(Arrahmah.com) – Kehidupan berbangsa dan bernegara yang berlandaskan konstitusi UUD NRI 1945, yang menjadikan Ketuhanan Yang Maha Esa sebagai dasar Negara (pasal 29 ayat 1-2), dan memosisikan agama menjadi ruh dan jiwa NKRI.
Janji dan promosi Presiden Joko Widodo – Wapres Ma’ruf Amin dalam visi misi Capres 2019 akan “membangun Indonesia berbasis pada manusia, berakhlaqul karimah menuju transformasi Indonesia sebagai Baldatun Thayyibatun wa Rabbun Ghafuur. (Negara yang maju, adil, makmur, aman, sentosa dalam limpahan ampunan Tuhan Yang Maha Esa).

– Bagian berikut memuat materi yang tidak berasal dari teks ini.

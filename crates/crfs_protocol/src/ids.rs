//! Identifiers for users, filesystems and replicas.

use std::fmt;
use std::str::FromStr;
use uuid::Uuid;

macro_rules! uuid_id {
    ($(#[$meta:meta])* $name:ident) => {
        $(#[$meta])*
        #[derive(
            Clone, Copy, PartialEq, Eq, PartialOrd, Ord, Hash, serde::Serialize, serde::Deserialize,
        )]
        #[serde(transparent)]
        pub struct $name(Uuid);

        impl $name {
            /// Creates a new random identifier.
            #[must_use]
            pub fn new() -> Self {
                Self(Uuid::new_v4())
            }

            /// Wraps an existing UUID.
            #[must_use]
            pub const fn from_uuid(uuid: Uuid) -> Self {
                Self(uuid)
            }

            /// Returns the UUID.
            #[must_use]
            pub const fn as_uuid(&self) -> &Uuid {
                &self.0
            }

            /// Returns the raw bytes.
            #[must_use]
            pub const fn as_bytes(&self) -> &[u8; 16] {
                self.0.as_bytes()
            }
        }

        impl Default for $name {
            fn default() -> Self {
                Self::new()
            }
        }

        impl FromStr for $name {
            type Err = uuid::Error;

            fn from_str(s: &str) -> Result<Self, Self::Err> {
                Uuid::parse_str(s).map(Self)
            }
        }

        impl From<Uuid> for $name {
            fn from(uuid: Uuid) -> Self {
                Self(uuid)
            }
        }

        impl fmt::Display for $name {
            fn fmt(&self, f: &mut fmt::Formatter<'_>) -> fmt::Result {
                write!(f, "{}", self.0)
            }
        }

        impl fmt::Debug for $name {
            fn fmt(&self, f: &mut fmt::Formatter<'_>) -> fmt::Result {
                write!(f, "{}({})", stringify!($name), self.0)
            }
        }
    };
}

uuid_id!(
    /// Identifies a user. Supplied by the client, never minted by the server.
    UserId
);

uuid_id!(
    /// Identifies a filesystem (one replicated file tree).
    FileSystemId
);

uuid_id!(
    /// Identifies one device-local replica of a filesystem.
    ReplicaId
);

Untuk kepentingan dan tujuan di maksud maka:
“Tolong-menolonglah kalian untuk berbuat kebaikan dan ketaatan. Janganlah kalian tolong-menolong untuk berbuat dosa dan permusuhan.”
(Qs. Al-Maidah [5] : 2).
“Wahai kaum mukmin, ikutilah syariat Islam itu seluruhnya. Janganlah kalian mengikuti bujukan-bujukan setan. Sungguh setan itu adalah musuh kalian yang nyata-nyata merugikan kalian”.

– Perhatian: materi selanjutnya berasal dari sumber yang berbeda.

//! Error types for the sync server.

use axum::http::StatusCode;
use crfs_protocol::{FileSystemId, OpHash, ProtocolError, ResponseCode, UserId};
use crfs_store::StoreError;
use thiserror::Error;

/// Result type for server operations.
pub type ServerResult<T> = Result<T, ServerError>;

/// Errors that can occur in the sync server.
#[derive(Error, Debug)]
pub enum ServerError {
    /// The user is not registered.
    #[error("user doesn't exist: {0}")]
    UserNotFound(UserId),

    /// The filesystem is not registered.
    #[error("filesystem doesn't exist: {0}")]
    FileSystemNotFound(FileSystemId),

    /// The filesystem belongs to another user.
    #[error("filesystem {0} is owned by another user")]
    OwnershipMismatch(FileSystemId),

    /// The caller could not prove its identity.
    #[error("authentication failed: {0}")]
    AuthenticationFailed(String),

    /// Invalid request format.
    #[error("malformed request: {0}")]
    MalformedInput(String),

    /// No blob stored at the address.
    #[error("no operation {hash} in filesystem {fs}")]
    BlobNotFound {
        /// Filesystem namespace.
        fs: FileSystemId,
        /// Requested hash.
        hash: OpHash,
    },

    /// Blob content disagrees with its address or with stored content.
    #[error("integrity violation: {0}")]
    IntegrityViolation(String),

    /// Uploaded blob exceeds the configured limit.
    #[error("blob of {size} bytes exceeds the {limit} byte limit")]
    TooLarge {
        /// Offered size.
        size: usize,
        /// Configured maximum.
        limit: usize,
    },

    /// I/O error.
    #[error("io error: {0}")]
    Io(#[from] std::io::Error),

    /// Internal server error.
    #[error("internal error: {0}")]
    Internal(String),
}

impl ServerError {
    /// Returns the protocol response code for this error.
    pub fn code(&self) -> ResponseCode {
        match self {
            ServerError::UserNotFound(_) => ResponseCode::NoUser,
            ServerError::FileSystemNotFound(_) => ResponseCode::NoFileSystem,
            ServerError::OwnershipMismatch(_) | ServerError::AuthenticationFailed(_) => {
                ResponseCode::AuthError
            }
            ServerError::MalformedInput(_) | ServerError::TooLarge { .. } => {
                ResponseCode::Malformed
            }
            ServerError::BlobNotFound { .. } => ResponseCode::NotFound,
            ServerError::IntegrityViolation(_) => ResponseCode::Collision,
            ServerError::Io(_) | ServerError::Internal(_) => ResponseCode::Error,
        }
    }

    /// Returns the HTTP status used for enveloped replies.
    pub fn status(&self) -> StatusCode {
        if self.is_server_error() {
            StatusCode::INTERNAL_SERVER_ERROR
        } else {
            StatusCode::BAD_REQUEST
        }
    }

    /// Returns the HTTP status used on the blob routes.
    pub fn blob_status(&self) -> StatusCode {
        match self {
            ServerError::FileSystemNotFound(_) | ServerError::BlobNotFound { .. } => {
                StatusCode::NOT_FOUND
            }
            ServerError::OwnershipMismatch(_) | ServerError::AuthenticationFailed(_) => {
                StatusCode::FORBIDDEN
            }
            ServerError::IntegrityViolation(_) => StatusCode::CONFLICT,
            ServerError::TooLarge { .. } => StatusCode::PAYLOAD_TOO_LARGE,
            ServerError::UserNotFound(_) | ServerError::MalformedInput(_) => {
                StatusCode::BAD_REQUEST
            }
            ServerError::Io(_) | ServerError::Internal(_) => StatusCode::INTERNAL_SERVER_ERROR,
        }
    }

    /// Returns true if this is a client error (4xx).
    pub fn is_client_error(&self) -> bool {
        !self.is_server_error()
    }

    /// Returns true if this is a server error (5xx).
    pub fn is_server_error(&self) -> bool {
        matches!(self, ServerError::Io(_) | ServerError::Internal(_))
    }

    /// Returns the message that may be shown to the client.
    ///
    /// Server errors get a fixed text so that paths and OS error details
    /// stay in the server log.
    pub fn public_message(&self) -> String {
        if self.is_server_error() {
            "internal server error".to_string()
        } else {
            self.to_string()
        }
    }
}

impl From<StoreError> for ServerError {
    fn from(err: StoreError) -> Self {
        match err {
            StoreError::UserNotFound(user) => ServerError::UserNotFound(user),
            StoreError::FileSystemNotFound(fs) => ServerError::FileSystemNotFound(fs),
            StoreError::OwnershipMismatch { fs } => ServerError::OwnershipMismatch(fs),
            StoreError::BlobNotFound { fs, hash } => ServerError::BlobNotFound { fs, hash },
            e @ (StoreError::DigestMismatch { .. } | StoreError::ContentConflict { .. }) => {
                ServerError::IntegrityViolation(e.to_string())
            }
            StoreError::Io(e) => ServerError::Io(e),
            e @ (StoreError::Corrupted(_) | StoreError::Serialization(_)) => {
                ServerError::Internal(e.to_string())
            }
        }
    }
}

impl From<ProtocolError> for ServerError {
    fn from(err: ProtocolError) -> Self {
        ServerError::MalformedInput(err.to_string())
    }
}

#[cfg(test)]
mod tests {
    use super::*;

    #[test]
    fn error_classification() {
        assert!(ServerError::MalformedInput("bad".into()).is_client_error());
        assert!(ServerError::Internal("oops".into()).is_server_error());
        assert!(!ServerError::MalformedInput("bad".into()).is_server_error());
    }

    #[test]
    fn response_codes() {
        let fs = FileSystemId::new();
        assert_eq!(ServerError::UserNotFound(UserId::new()).code().as_u32(), 3);
        assert_eq!(ServerError::FileSystemNotFound(fs).code().as_u32(), 4);
        assert_eq!(ServerError::OwnershipMismatch(fs).code().as_u32(), 9);
        assert_eq!(ServerError::MalformedInput("x".into()).code().as_u32(), 8);
        assert_eq!(ServerError::IntegrityViolation("x".into()).code().as_u32(), 2);
    }

    #[test]
    fn server_errors_hide_details() {
        let err = ServerError::Io(std::io::Error::new(
            std::io::ErrorKind::PermissionDenied,
            "/var/lib/crfs/blobs/secret",
        ));
        assert_eq!(err.status(), StatusCode::INTERNAL_SERVER_ERROR);
        assert!(!err.public_message().contains("/var/lib"));
    }

    #[test]
    fn store_errors_map() {
        let hash = OpHash::digest(b"x");
        let err: ServerError = StoreError::ContentConflict { hash }.into();
        assert!(matches!(err, ServerError::IntegrityViolation(_)));
        assert_eq!(err.blob_status(), StatusCode::CONFLICT);

        let err: ServerError = StoreError::corrupted("bad crc").into();
        assert!(err.is_server_error());
    }
}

(Qs. Al-Baqarah [2] : 208)
Mengingat :
1. Pengakuan dan komitmen legal formal pemerintahan Jokowi-Ma’ruf terhadap Syariah Islam di bidang ekonomi dan keuangan dengan mengeluarkan Perpres Nomor 28 Tahun 2020 tentang Komite Nasional Ekonomi dan Keuangan Syariah (KNEKS), serta Peluncuran Gerakan Nasional Wakaf Uang (GNWU) pada 25 Januari 2021. Menjadi ambigu dan terkesan manipulasi Syariah Islam demi kepentingan penguasa dengan munculnya kebijakan Syariah Islam phobia, seperti :
Larangan anjuran dan himbauan pelaksanaan berpakaian sesuai Syariah Islam (menutup aurat) pada seragam sekolah negeri melalui SKB Tiga Menteri tentang Penggunaan Pakaian dan Atribut bagi Peserta Didik, Pendidik dan Tenaga Kependidikan di Lingkungan Sekolah yang diselenggarakan Pemerintah Daerah pada Jenjang Pendidikan Dasar dan Menengah.

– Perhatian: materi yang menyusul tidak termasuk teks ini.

//! # CRFS Sync Server
//!
//! HTTP sync server for CRFS replicas.
//!
//! This crate provides:
//! - [`SyncGateway`]: `fetch_state`/`push_state` and blob access, with an
//!   ownership check on every call
//! - [`Dispatcher`]: JSON envelope decoding and routing
//! - HTTP routes (axum) for the envelope endpoint and the blob endpoint
//! - Optional token authentication (HMAC-SHA256)
//!
//! # Protocol
//!
//! A replica reconciles with the server in four steps:
//! 1. `fetch_state` returns every operation hash the server knows
//! 2. The replica downloads the blobs it lacks (`GET /operation/...`)
//! 3. It uploads the blobs only it has (`PUT /operation/...`)
//! 4. `push_state` registers the uploaded hashes
//!
//! # Authentication
//!
//! By default the claimed `user_uuid` is trusted. With a secret
//! configured, every filesystem-scoped request must carry a token:
//!
//! ```rust,ignore
//! use crfs_server::{AuthConfig, ServerConfig, TokenVerifier};
//!
//! let secret = b"my-secure-secret-32-bytes-long!".to_vec();
//! let config = ServerConfig::default().with_auth(secret.clone());
//!
//! let verifier = TokenVerifier::new(AuthConfig::new(secret));
//! let token = verifier.create_token(user_id, fs_id)?;
//! ```

#![deny(unsafe_code)]
#![warn(missing_docs)]
#![warn(clippy::unwrap_used, clippy::expect_used, clippy::panic)]

mod auth;
mod config;
mod dispatch;
mod error;
mod gateway;
pub mod http;
mod server;

pub use auth::{AuthConfig, Caller, ClaimedIdentity, IdentityVerifier, TokenVerifier};
pub use config::ServerConfig;
pub use dispatch::Dispatcher;
pub use error::{ServerError, ServerResult};
pub use gateway::SyncGateway;
pub use server::SyncServer;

Legalisasi minuman keras (miras) dengan membuka peluang investasi kemungkaran melalui pengembangan perusahaan minuman keras yang dilarang oleh Syariah Islam, sebagai komoditas bisnis investor Asing dan dalam negeri melalui Perpres Nomor 10 Tahun 2021 tentang Bidang Usaha Penanaman Modal.
Adanya intimidasi agitatif terhadap Aparat Sipil Negara (ASN) muslim yang berkomitmen terhadap Syariah Islam melalui SKB 6 Kementerian dan 5 lembaga pemerintah non struktural tentang Penanganan Radikalisme dalam Rangka Penguatan Wawasan Kebangsaan pada Aparatur Sipil Negara dan Perpres Nomor 7 Tahun 2021 tentang Rencana Aksi Nasional Pencegahan dan Penanggulangan Ekstrimisme Berbasis Kekerasan yang Mengarah pada Terorisme pada Tahun 2020 – 2024.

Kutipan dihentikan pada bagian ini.